Data formatted as a table allows you to easily reference required data using simple named ranges for the table. It also lets you easily create pivot tables, graphs and access the data from advanced features like Power Query.

Easier Referencing

In the above example, the Revenue column is calculated using the price reference table on the right (in cells I1:J5). The formula in cell F2 is as follows:

=VLOOKUP(\$D2,\$I\$2:\$J\$5,2,FALSE)*E2

If we change the price reference to a table as well, as in the below example using the steps from above:

We can instead reference the data table itself, using named ranges automatically created by Excel. This makes the old VLOOKUP formula look like this instead:

=VLOOKUP([@ItemID],Table2,2,FALSE)*[@Quantity]

The @ sign tells Excel to look at the current row of the data table, so in plain English we are asking Excel to look for the Item ID from the current row in Table 2 (the price reference table), return the data from the 2nd column, and then multiply it by the quantity in the current row.

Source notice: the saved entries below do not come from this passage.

use chrono::Local;
use color_eyre::Result;
use std::time::Duration;
use tracing::{debug, warn};

use crate::cache::{is_offline, SqliteStorage};
use crate::config::Config;
use crate::event::{Event, EventHandler};
use crate::prayer::resolver::{self, countdown_parts};
use crate::prayer::types::{MakruhCountdown, PrayerTimeTable, Resolution};
use crate::prayer::{CachedTimetableClient, TimetableStore};

/// Main application state.
///
/// Owns the cached provider and re-derives the temporal state on every
/// tick; the state itself is never persisted.
pub struct App {
  provider: CachedTimetableClient<SqliteStorage>,
  tick_rate: Duration,

  /// Today's table; superseded when the date rolls over.
  today: Option<PrayerTimeTable>,
  /// Tomorrow's table, fetched lazily for the post-Isha rollover.
  tomorrow: Option<PrayerTimeTable>,

  /// Last printed status line, to emit only on change.
  last_line: Option<String>,
  /// Whether the offline condition was already reported.
  reported_offline: bool,
}

impl App {
  pub fn new(config: Config) -> Result<Self> {
    let storage = SqliteStorage::open()?;
    let store = TimetableStore::open()?;
    let tick_rate = config.tick_rate();
    let provider = CachedTimetableClient::new(&config, storage, store)?;

    Ok(Self {
      provider,
      tick_rate,
      today: None,
      tomorrow: None,
      last_line: None,
      reported_offline: false,
    })
  }

  /// Run the tick loop until interrupted.
  pub async fn run(&mut self) -> Result<()> {
    let mut events = EventHandler::new(self.tick_rate);

    loop {
      tokio::select! {
        _ = tokio::signal::ctrl_c() => break,
        event = events.next() => match event {
          Some(Event::Tick) => self.on_tick().await,
          None => break,
        },
      }
    }

    Ok(())
  }

  /// Compute a single status line and return it (for one-shot mode).
  pub async fn resolve_once(&mut self) -> Result<String> {
    Ok(self.current_line().await)
  }

  async fn on_tick(&mut self) {
    let line = self.current_line().await;
    if self.last_line.as_deref() != Some(line.as_str()) {
      println!("{}", line);
      self.last_line = Some(line);
    }
  }

  async fn current_line(&mut self) -> String {
    self.refresh_today().await;

    let today = match &self.today {
      Some(table) => table,
      None => return "offline - no prayer times available".to_string(),
    };

    let now = Local::now().naive_local();
    let mut resolution = resolver::resolve(today, self.tomorrow.as_ref(), now);

    // Past Isha the resolver needs tomorrow's Fajr; fetch it on demand.
    if matches!(resolution, Resolution::NeedTomorrow { .. }) {
      self.refresh_tomorrow().await;
      if let Some(today) = &self.today {
        resolution = resolver::resolve(today, self.tomorrow.as_ref(), now);
      }
    }

    status_line(&resolution)
  }

  /// Fetch today's table when missing or superseded by a date rollover.
  async fn refresh_today(&mut self) {
    let date = Local::now().date_naive();
    if self.today.as_ref().map(|t| t.date_for) == Some(date) {
      return;
    }

    match self.provider.today().await {
      Ok(table) => {
        self.today = Some(table);
        self.reported_offline = false;
      }
      Err(err) => {
        if is_offline(&err) {
          if !self.reported_offline {
            warn!("provider unreachable and no cached table");
            self.reported_offline = true;
          } else {
            debug!("still offline without a cached table");
          }
        } else {
          warn!(error = %err, "failed to load today's time table");
        }
        self.today = None;
      }
    }
  }

  async fn refresh_tomorrow(&mut self) {
    let date = Local::now().date_naive();
    if self
      .tomorrow
      .as_ref()
      .and_then(|t| t.date_for.pred_opt())
      == Some(date)
    {
      return;
    }

    match self.provider.tomorrow().await {
      Ok(table) => self.tomorrow = Some(table),
      Err(err) => debug!(error = %err, "tomorrow's table not available yet"),
    }
  }
}

/// Render a resolution as a one-line status.
fn status_line(resolution: &Resolution) -> String {
  match resolution {
    Resolution::Resolved(state) => {
      let (h, m, s) = countdown_parts(state.countdown);
      let mut line = format!(
        "{} now - {} in {:02}:{:02}:{:02}",
        state.current, state.next, h, m, s
      );

      if let Some(makruh) = &state.makruh {
        match makruh.remaining {
          MakruhCountdown::Active(d) => {
            let (_, mm, ss) = countdown_parts(d);
            line.push_str(&format!(
              " [Makruh {} ends in {:02}:{:02}]",
              makruh.window, mm, ss
            ));
          }
          MakruhCountdown::Expired => {
            line.push_str(&format!(" [Makruh {} just ended]", makruh.window));
          }
        }
      }

      line
    }
    Resolution::NeedTomorrow { current } => {
      format!("{} now - awaiting tomorrow's times", current)
    }
    Resolution::Unavailable => "prayer times unavailable".to_string(),
  }
}

#[cfg(test)]
mod tests {
  use super::*;
  use crate::prayer::types::{MakruhState, MakruhWindow, Prayer, TemporalState};
  use chrono::Duration as ChronoDuration;

  #[test]
  fn test_status_line_plain() {
    let resolution = Resolution::Resolved(TemporalState {
      current: Prayer::Dhuhr,
      next: Prayer::Asr,
      countdown: ChronoDuration::hours(3) + ChronoDuration::minutes(30),
      makruh: None,
    });

    assert_eq!(status_line(&resolution), "Dhuhr now - Asr in 03:30:00");
  }

  #[test]
  fn test_status_line_with_makruh() {
    let resolution = Resolution::Resolved(TemporalState {
      current: Prayer::Fajr,
      next: Prayer::Dhuhr,
      countdown: ChronoDuration::hours(5) + ChronoDuration::minutes(50),
      makruh: Some(MakruhState {
        window: MakruhWindow::AfterSunrise,
        remaining: MakruhCountdown::Active(ChronoDuration::minutes(10)),
      }),
    });

    assert_eq!(
      status_line(&resolution),
      "Fajr now - Dhuhr in 05:50:00 [Makruh after Sunrise ends in 10:00]"
    );
  }

  #[test]
  fn test_status_line_expired_makruh() {
    let resolution = Resolution::Resolved(TemporalState {
      current: Prayer::Fajr,
      next: Prayer::Dhuhr,
      countdown: ChronoDuration::minutes(1),
      makruh: Some(MakruhState {
        window: MakruhWindow::BeforeDhuhr,
        remaining: MakruhCountdown::Expired,
      }),
    });

    assert_eq!(
      status_line(&resolution),
      "Fajr now - Dhuhr in 00:01:00 [Makruh before Dhuhr just ended]"
    );
  }

  #[test]
  fn test_status_line_degraded_states() {
    assert_eq!(
      status_line(&Resolution::NeedTomorrow {
        current: Prayer::Isha
      }),
      "Isha now - awaiting tomorrow's times"
    );
    assert_eq!(
      status_line(&Resolution::Unavailable),
      "prayer times unavailable"
    );
  }
}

This makes it far easier to understand your formula, for yourself and others using your workbooks, and also means that if the data in the price reference table ever grows (e.g. you start selling more, different things that require new Item IDs to be added), the VLOOKUP will not need to be updated as it will always look at the entirety of the data, instead of the fixed reference of \$I\$2:\$J\$5 in the original formula.

Pivot Tables

Select any cell within the data table, go to the Insert tab in the Ribbon, and press the PivotTable button. Excel will automatically try to make a PivotTable for the entirety of the data table.